Home Secretary seeks advice on controlling dangerous opioid

Home Secretary Priti Patel will seek expert advice on tightening controls on a substance linked to multiple fatalities resulting from heroin overdoses under the Misuse of Drugs Act, the Home Office announced today (Friday 21st January).

The Home Secretary has written to the Advisory Council on the Misuse of Drugs (ACMD) to commission advice on three substances, including Isotonitazene, an opioid that has been used instead of or in addition to heroin.

In early 2021, the National Crime Agency said that more than 46 overdoses and 16 deaths linked to Isotonitazene had been reported in a 10-day period. Public Health England issued a warning in August 2021 that the overdoses may have been caused by heroin mixed with Isotonitazene. Current data indicates there have been 25 deaths and seven overdoses linked to Isotonitazene up to September 2021.

Home Secretary Priti Patel said:

Reports of fatal overdoses linked to this dangerous substance have been deeply disturbing, and I want to act now to ensure no further lives are lost or families torn apart.

I’m determined to end the misery and destruction caused by the misuse of drugs and will consider the ACMD’s expert advice on tightening restrictions on this dangerous substance.

The Home Secretary will request advice on the appropriate classification and scheduling of Isotonitazene and related compounds under the Misuse of Drugs Act 1971 and associated Regulations.
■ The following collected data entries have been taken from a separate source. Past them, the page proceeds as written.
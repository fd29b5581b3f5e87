//! One-shot flash messages carried across redirects in a cookie.
//!
//! A redirecting handler sets `gatehouse_flash`; the next rendered page
//! consumes the value and clears the cookie. The message text is base64
//! encoded so arbitrary user-facing strings stay cookie-safe.

use axum::{
    http::{
        header::{InvalidHeaderValue, COOKIE, SET_COOKIE},
        HeaderMap, HeaderValue,
    },
    response::{IntoResponse, Redirect, Response},
};
use base64::{engine::general_purpose::URL_SAFE_NO_PAD, Engine};
use tracing::error;

pub const FLASH_COOKIE_NAME: &str = "gatehouse_flash";

/// Flash categories, rendered as the banner's CSS class.
#[derive(Debug, Clone, Copy, PartialEq, Eq)]
pub enum Level {
    Success,
    Danger,
}

impl Level {
    #[must_use]
    pub fn as_str(self) -> &'static str {
        match self {
            Level::Success => "success",
            Level::Danger => "danger",
        }
    }

    fn parse(value: &str) -> Option<Self> {
        match value {
            "success" => Some(Level::Success),
            "danger" => Some(Level::Danger),
            _ => None,
        }
    }
}

#[derive(Debug, Clone, PartialEq, Eq)]
pub struct Flash {
    pub level: Level,
    pub message: String,
}

/// Extract a named cookie value from the request headers.
pub(crate) fn cookie_value(headers: &HeaderMap, name: &str) -> Option<String> {
    let header = headers.get(COOKIE)?;
    let value = header.to_str().ok()?;
    for pair in value.split(';') {
        let trimmed = pair.trim();
        let mut parts = trimmed.splitn(2, '=');
        let key = parts.next()?.trim();
        let val = parts.next()?.trim();
        if key == name {
            return Some(val.to_string());
        }
    }
    None
}

/// Build the `Set-Cookie` header carrying a flash message.
///
/// # Errors
/// Returns an error if the encoded message is not a valid header value.
pub fn set_cookie(flash: &Flash) -> Result<HeaderValue, InvalidHeaderValue> {
    let encoded = URL_SAFE_NO_PAD.encode(flash.message.as_bytes());
    // Short-lived on purpose; the cookie only needs to survive one redirect.
    HeaderValue::from_str(&format!(
        "{FLASH_COOKIE_NAME}={}:{encoded}; Path=/; HttpOnly; SameSite=Lax; Max-Age=60",
        flash.level.as_str()
    ))
}

/// Build the `Set-Cookie` header that clears a consumed flash message.
#[must_use]
pub fn clear_cookie() -> HeaderValue {
    HeaderValue::from_static("gatehouse_flash=; Path=/; HttpOnly; SameSite=Lax; Max-Age=0")
}

/// Read the pending flash message, if any. Malformed cookies are dropped.
#[must_use]
pub fn take(headers: &HeaderMap) -> Option<Flash> {
    let raw = cookie_value(headers, FLASH_COOKIE_NAME)?;
    let mut parts = raw.splitn(2, ':');
    let level = Level::parse(parts.next()?)?;
    let encoded = parts.next()?;
    let bytes = URL_SAFE_NO_PAD.decode(encoded.as_bytes()).ok()?;
    let message = String::from_utf8(bytes).ok()?;
    Some(Flash { level, message })
}

/// Redirect while queueing a flash message for the next rendered page.
#[must_use]
pub fn flash_redirect(level: Level, message: &str, location: &str) -> Response {
    let mut headers = HeaderMap::new();
    match set_cookie(&Flash {
        level,
        message: message.to_string(),
    }) {
        Ok(cookie) => {
            headers.insert(SET_COOKIE, cookie);
        }
        Err(err) => {
            // The redirect still happens; the user just misses the notice.
            error!("Failed to build flash cookie: {err}");
        }
    }
    (headers, Redirect::to(location)).into_response()
}
//! Session cookie handling and the authentication guard.

use axum::{
    extract::Extension,
    http::{
        header::{InvalidHeaderValue, SET_COOKIE},
        HeaderMap, HeaderValue, StatusCode,
    },
    response::{IntoResponse, Redirect, Response},
};
use sqlx::PgPool;
use std::sync::Arc;
use tracing::error;
use uuid::Uuid;

use super::{
    state::AuthConfig,
    storage::{delete_session, load_user_by_id, lookup_session},
    utils::hash_session_token,
};
use crate::api::flash::cookie_value;

const SESSION_COOKIE_NAME: &str = "gatehouse_session";

/// The user bound to a valid session cookie.
pub(crate) struct SessionRecord {
    pub(crate) user_id: Uuid,
    pub(crate) email: String,
    pub(crate) clearance: bool,
}

/// Resolve the session cookie into the bound user, if present.
///
/// Returns `Ok(None)` when the cookie is missing, malformed, or stale. The
/// account is loaded fresh on every request, so flag changes (clearance)
/// take effect without a new login.
pub(crate) async fn authenticate_session(
    headers: &HeaderMap,
    pool: &PgPool,
) -> Result<Option<SessionRecord>, StatusCode> {
    let Some(token) = extract_session_token(headers) else {
        return Ok(None);
    };
    // Only the hash is stored; never compare raw tokens against the database.
    let token_hash = hash_session_token(&token);
    let user_id = match lookup_session(pool, &token_hash).await {
        Ok(Some(user_id)) => user_id,
        Ok(None) => return Ok(None),
        Err(err) => {
            error!("Failed to lookup session: {err}");
            return Err(StatusCode::INTERNAL_SERVER_ERROR);
        }
    };
    match load_user_by_id(pool, user_id).await {
        // A session row whose user has gone away counts as anonymous.
        Ok(user) => Ok(user.map(|user| SessionRecord {
            user_id: user.id,
            email: user.email,
            clearance: user.clearance,
        })),
        Err(err) => {
            error!("Failed to load session user: {err}");
            Err(StatusCode::INTERNAL_SERVER_ERROR)
        }
    }
}

/// `GET /logout` - delete the session row, clear the cookie, go to login.
pub async fn logout(
    headers: HeaderMap,
    pool: Extension<PgPool>,
    config: Extension<Arc<AuthConfig>>,
) -> Response {
    // Gated route: anonymous clients get the plain redirect without cookies.
    match authenticate_session(&headers, &pool).await {
        Ok(Some(_)) => {}
        Ok(None) => return Redirect::to("/login").into_response(),
        Err(status) => return status.into_response(),
    }

    if let Some(token) = extract_session_token(&headers) {
        let token_hash = hash_session_token(&token);
        if let Err(err) = delete_session(&pool, &token_hash).await {
            error!("Failed to delete session: {err}");
        }
    }

    // Always clear the cookie, even if the session row was already gone.
    let mut response_headers = HeaderMap::new();
    if let Ok(cookie) = clear_session_cookie(&config) {
        response_headers.insert(SET_COOKIE, cookie);
    }
    (response_headers, Redirect::to("/login")).into_response()
}

/// Build a secure `HttpOnly` cookie for the session token.
pub(crate) fn session_cookie(
    config: &AuthConfig,
    token: &str,
) -> Result<HeaderValue, InvalidHeaderValue> {
    let ttl_seconds = config.session_ttl_seconds();
    let secure = config.secure_cookies();
    let mut cookie = format!(
        "{SESSION_COOKIE_NAME}={token}; Path=/; HttpOnly; SameSite=Lax; Max-Age={ttl_seconds}"
    );
    if secure {
        cookie.push_str("; Secure");
    }
    HeaderValue::from_str(&cookie)
}

fn clear_session_cookie(config: &AuthConfig) -> Result<HeaderValue, InvalidHeaderValue> {
    let secure = config.secure_cookies();
    let mut cookie = format!("{SESSION_COOKIE_NAME}=; Path=/; HttpOnly; SameSite=Lax; Max-Age=0");
    if secure {
        cookie.push_str("; Secure");
    }
    HeaderValue::from_str(&cookie)
}

pub(crate) fn extract_session_token(headers: &HeaderMap) -> Option<String> {
    cookie_value(headers, SESSION_COOKIE_NAME)
}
She is also commissioning the ACMD for advice on two other substances:

  • CUMYL-PeGACLONE – a synthetic cannabinoid
  • Diphenidine, a substance which can have ketamine-like effects

The Home Secretary is determined to act swiftly to crack down on the harms caused by the misuse of such dangerous substances.

Currently the three substances are covered by the Psychoactive Substances Act 2016, meaning that while supply of the substances is unlawful, possession is not.

Due to the concerning reports around the effects of these three substances, the UK voted in favour of international control along with other countries at the Commission on Narcotic Drugs meeting which took place between 12-16 April 2021.

The Home Office has a statutory duty to consult the ACMD under the Misuse of Drugs Act before amending the legislation.

The move comes after the government recently published its 10-year Drug Strategy to tackle the harms caused by drug misuse. Illegal drugs are a major driver of homicide – 48% of all homicides in the year to March 2020 were drug-related.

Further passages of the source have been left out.